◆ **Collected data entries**

BEGIN

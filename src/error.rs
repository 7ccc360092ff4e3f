//! Domain error taxonomy shared by the scheduler, executor and operator actions.

use thiserror::Error;
use uuid::Uuid;

use crate::jobs::{JobId, JobStatus};
use crate::store::StoreError;

#[derive(Debug, Error)]
pub enum RankingError {
    /// Rejected before anything is enqueued or written.
    #[error("validation failed: {0}")]
    Validation(String),

    #[error("{entity} {id} not found")]
    NotFound { entity: &'static str, id: Uuid },

    /// Concurrent mutation or a guarded delete; the caller may retry.
    #[error("conflict: {0}")]
    Conflict(String),

    /// Cutover attempted on incomplete staging. Never retried automatically.
    #[error(
        "weight config {weight_config_id} is not ready for cutover ({staged}/{total} posts staged, has_scores={has_scores})"
    )]
    NotReady {
        weight_config_id: Uuid,
        has_scores: bool,
        staged: i64,
        total: i64,
    },

    #[error("job {job_id}: illegal transition {from} -> {to}")]
    InvalidTransition {
        job_id: JobId,
        from: JobStatus,
        to: JobStatus,
    },

    /// Data-store hiccup that survived in-process retries.
    #[error("transient data error: {0}")]
    Transient(String),

    #[error("fatal: {0}")]
    Fatal(String),
}

impl RankingError {
    pub fn validation(message: impl Into<String>) -> Self {
        RankingError::Validation(message.into())
    }

    /// Whether a failed job carrying this error should be re-enqueued.
    #[must_use]
    pub fn is_retryable(&self) -> bool {
        matches!(self, RankingError::Transient(_) | RankingError::Conflict(_))
    }

    /// Lifts a store error, attributing transition failures to `job_id`.
    #[must_use]
    pub fn from_store_for_job(error: StoreError, job_id: JobId) -> Self {
        match error {
            StoreError::InvalidTransition { from, to } => {
                RankingError::InvalidTransition { job_id, from, to }
            }
            other => other.into(),
        }
    }
}

impl From<StoreError> for RankingError {
    fn from(error: StoreError) -> Self {
        match error {
            StoreError::NotFound { entity, id } => RankingError::NotFound { entity, id },
            StoreError::Conflict(reason) => RankingError::Conflict(reason),
            StoreError::InvalidTransition { from, to } => RankingError::Fatal(format!(
                "illegal job status transition {from} -> {to}"
            )),
            StoreError::NotReady {
                weight_config_id,
                has_scores,
                staged,
                total,
            } => RankingError::NotReady {
                weight_config_id,
                has_scores,
                staged,
                total,
            },
            StoreError::Transient(reason) => RankingError::Transient(reason),
            StoreError::Corrupt(reason) => RankingError::Fatal(format!("corrupt row: {reason}")),
            StoreError::Database(error) => RankingError::Fatal(error.to_string()),
        }
    }
}
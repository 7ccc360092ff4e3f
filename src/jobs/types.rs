use chrono::{DateTime, Utc};
use serde::{Deserialize, Serialize};
use uuid::Uuid;

use crate::ranking::NoveltyConfig;

/// Background job ID (`background_jobs.id`)
pub type JobId = Uuid;

/// Status of a background job. Wire values are stable.
#[derive(Debug, Clone, Copy, PartialEq, Eq, Hash, Serialize, Deserialize)]
#[serde(rename_all = "lowercase")]
pub enum JobStatus {
    Pending,
    Running,
    Completed,
    Error,
    Cancelled,
}

impl JobStatus {
    pub const ALL: [JobStatus; 5] = [
        JobStatus::Pending,
        JobStatus::Running,
        JobStatus::Completed,
        JobStatus::Error,
        JobStatus::Cancelled,
    ];

    #[must_use]
    pub fn as_str(self) -> &'static str {
        match self {
            JobStatus::Pending => "pending",
            JobStatus::Running => "running",
            JobStatus::Completed => "completed",
            JobStatus::Error => "error",
            JobStatus::Cancelled => "cancelled",
        }
    }

    #[must_use]
    pub fn parse(s: &str) -> Option<Self> {
        match s {
            "pending" => Some(JobStatus::Pending),
            "running" => Some(JobStatus::Running),
            "completed" => Some(JobStatus::Completed),
            "error" => Some(JobStatus::Error),
            "cancelled" => Some(JobStatus::Cancelled),
            _ => None,
        }
    }

    /// Terminal states are sticky.
    #[must_use]
    pub fn is_terminal(self) -> bool {
        matches!(
            self,
            JobStatus::Completed | JobStatus::Error | JobStatus::Cancelled
        )
    }

    /// `pending → running → {completed | error | cancelled}` and `pending → cancelled`.
    #[must_use]
    pub fn can_transition_to(self, next: JobStatus) -> bool {
        matches!(
            (self, next),
            (JobStatus::Pending, JobStatus::Running | JobStatus::Cancelled)
                | (
                    JobStatus::Running,
                    JobStatus::Completed | JobStatus::Error | JobStatus::Cancelled
                )
        )
    }
}

impl std::fmt::Display for JobStatus {
    fn fmt(&self, f: &mut std::fmt::Formatter<'_>) -> std::fmt::Result {
        f.write_str(self.as_str())
    }
}

/// Job types understood by the dispatcher.
#[derive(Debug, Clone, Copy, PartialEq, Eq, Hash, Serialize, Deserialize)]
#[serde(rename_all = "snake_case")]
pub enum JobType {
    RecomputeFinalScores,
}

impl JobType {
    #[must_use]
    pub fn as_str(self) -> &'static str {
        match self {
            JobType::RecomputeFinalScores => "recompute_final_scores",
        }
    }

    #[must_use]
    pub fn parse(s: &str) -> Option<Self> {
        match s {
            "recompute_final_scores" => Some(JobType::RecomputeFinalScores),
            _ => None,
        }
    }
}

/// `params` payload of a `recompute_final_scores` job.
#[derive(Debug, Clone, PartialEq, Serialize, Deserialize)]
pub struct RecomputeParams {
    pub weight_config_id: Uuid,
    #[serde(default)]
    pub activate_on_completion: bool,
    /// Frozen novelty settings; the live config is read when absent.
    #[serde(default, skip_serializing_if = "Option::is_none")]
    pub novelty_config: Option<NoveltyConfig>,
}

impl RecomputeParams {
    #[must_use]
    pub fn new(weight_config_id: Uuid, activate_on_completion: bool) -> Self {
        Self {
            weight_config_id,
            activate_on_completion,
            novelty_config: None,
        }
    }

    #[must_use]
    pub fn with_novelty_snapshot(mut self, config: NoveltyConfig) -> Self {
        self.novelty_config = Some(config);
        self
    }
}

/// A queued unit of work.
#[derive(Debug, Clone, PartialEq, Serialize, Deserialize)]
pub struct BackgroundJob {
    pub id: JobId,
    #[serde(rename = "type")]
    pub job_type: JobType,
    pub status: JobStatus,
    pub params: RecomputeParams,
    pub progress: i64,
    pub total: Option<i64>,
    pub created_at: DateTime<Utc>,
    pub started_at: Option<DateTime<Utc>>,
    pub completed_at: Option<DateTime<Utc>>,
    pub cancelled_at: Option<DateTime<Utc>>,
    pub retry_count: i32,
    pub max_retries: i32,
    pub error_message: Option<String>,
    pub created_by: Option<String>,
    pub source_job_id: Option<JobId>,
}

impl BackgroundJob {
    #[must_use]
    pub fn weight_config_id(&self) -> Uuid {
        self.params.weight_config_id
    }

    #[must_use]
    pub fn can_retry(&self) -> bool {
        self.retry_count < self.max_retries
    }
}

/// New job to be inserted into the queue
#[derive(Debug, Clone)]
pub struct NewJob {
    pub job_type: JobType,
    pub params: RecomputeParams,
    pub max_retries: i32,
    pub retry_count: i32,
    pub created_by: Option<String>,
    pub source_job_id: Option<JobId>,
}

impl NewJob {
    #[must_use]
    pub fn recompute(params: RecomputeParams, max_retries: i32, created_by: Option<String>) -> Self {
        Self {
            job_type: JobType::RecomputeFinalScores,
            params,
            max_retries,
            retry_count: 0,
            created_by,
            source_job_id: None,
        }
    }

    /// Fresh pending job that continues a failed one. The failed row is left untouched.
    #[must_use]
    pub fn retry_of(failed: &BackgroundJob) -> Self {
        Self {
            job_type: failed.job_type,
            params: failed.params.clone(),
            max_retries: failed.max_retries,
            retry_count: failed.retry_count + 1,
            created_by: failed.created_by.clone(),
            source_job_id: Some(failed.id),
        }
    }
}

/// Extra columns written alongside a status transition.
#[derive(Debug, Clone, Default)]
pub struct JobUpdate {
    pub progress: Option<i64>,
    pub total: Option<i64>,
    pub error_message: Option<String>,
}

impl JobUpdate {
    #[must_use]
    pub fn progress(progress: i64) -> Self {
        Self {
            progress: Some(progress),
            ..Self::default()
        }
    }

    #[must_use]
    pub fn error(message: impl Into<String>) -> Self {
        Self {
            error_message: Some(message.into()),
            ..Self::default()
        }
    }
}

/// Read-side filter for job listings. Newest first.
#[derive(Debug, Clone, Default, Deserialize)]
pub struct JobFilter {
    #[serde(default)]
    pub statuses: Vec<JobStatus>,
    pub weight_config_id: Option<Uuid>,
    pub limit: Option<i64>,
}

impl JobFilter {
    #[must_use]
    pub fn with_status(status: JobStatus) -> Self {
        Self {
            statuses: vec![status],
            ..Self::default()
        }
    }

    #[must_use]
    pub fn matches(&self, job: &BackgroundJob) -> bool {
        (self.statuses.is_empty() || self.statuses.contains(&job.status))
            && self
                .weight_config_id
                .is_none_or(|id| id == job.params.weight_config_id)
    }

    #[must_use]
    pub fn effective_limit(&self) -> i64 {
        self.limit.unwrap_or(100).clamp(1, 1000)
    }
}

/// Counts per status plus the running job's progress.
#[derive(Debug, Clone, Default, PartialEq, Eq, Serialize)]
pub struct JobStats {
    pub pending: i64,
    pub running: i64,
    pub completed: i64,
    pub error: i64,
    pub cancelled: i64,
    pub running_job: Option<RunningJobProgress>,
}

impl JobStats {
    pub fn record(&mut self, status: JobStatus, count: i64) {
        match status {
            JobStatus::Pending => self.pending += count,
            JobStatus::Running => self.running += count,
            JobStatus::Completed => self.completed += count,
            JobStatus::Error => self.error += count,
            JobStatus::Cancelled => self.cancelled += count,
        }
    }
}

#[derive(Debug, Clone, PartialEq, Eq, Serialize)]
pub struct RunningJobProgress {
    pub id: JobId,
    pub progress: i64,
    pub total: Option<i64>,
}

#[cfg(test)]
mod tests {
    use super::*;

    #[test]
    fn legal_transitions_only() {
        use JobStatus::{Cancelled, Completed, Error, Pending, Running};

        let legal = [
            (Pending, Running),
            (Pending, Cancelled),
            (Running, Completed),
            (Running, Error),
            (Running, Cancelled),
        ];
        for from in JobStatus::ALL {
            for to in JobStatus::ALL {
                assert_eq!(
                    from.can_transition_to(to),
                    legal.contains(&(from, to)),
                    "{from} -> {to}"
                );
            }
        }
    }

    #[test]
    fn terminal_states_have_no_exits() {
        for status in JobStatus::ALL.into_iter().filter(|s| s.is_terminal()) {
            assert!(JobStatus::ALL.iter().all(|next| !status.can_transition_to(*next)));
        }
    }

    #[test]
    fn status_wire_values_round_trip() {
        for status in JobStatus::ALL {
            assert_eq!(JobStatus::parse(status.as_str()), Some(status));
            let json = serde_json::to_value(status).expect("serialize");
            assert_eq!(json, serde_json::Value::String(status.as_str().to_string()));
        }
        assert_eq!(JobStatus::parse("failed"), None);
    }

    #[test]
    fn params_match_wire_shape() {
        let id = Uuid::new_v4();
        let params: RecomputeParams = serde_json::from_value(serde_json::json!({
            "weight_config_id": id,
            "activate_on_completion": true
        }))
        .expect("params parse");
        assert_eq!(params, RecomputeParams::new(id, true));

        let json = serde_json::to_value(&params).expect("serialize");
        assert!(json.get("novelty_config").is_none());

        let minimal: RecomputeParams =
            serde_json::from_value(serde_json::json!({ "weight_config_id": id })).expect("parse");
        assert!(!minimal.activate_on_completion);
    }

    #[test]
    fn retry_job_keeps_lineage() {
        let failed = BackgroundJob {
            id: Uuid::new_v4(),
            job_type: JobType::RecomputeFinalScores,
            status: JobStatus::Error,
            params: RecomputeParams::new(Uuid::new_v4(), true),
            progress: 10,
            total: Some(20),
            created_at: Utc::now(),
            started_at: None,
            completed_at: None,
            cancelled_at: None,
            retry_count: 1,
            max_retries: 3,
            error_message: Some("boom".to_string()),
            created_by: Some("host".to_string()),
            source_job_id: None,
        };
        let retry = NewJob::retry_of(&failed);
        assert_eq!(retry.retry_count, 2);
        assert_eq!(retry.source_job_id, Some(failed.id));
        assert_eq!(retry.params, failed.params);
    }
}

END

◆ **Assigned task**
Gather each line in the entries above where the string "NotFound" is found.

◆ **Completed task**
    NotFound { entity: &'static str, id: Uuid },
            StoreError::NotFound { entity, id } => RankingError::NotFound { entity, id },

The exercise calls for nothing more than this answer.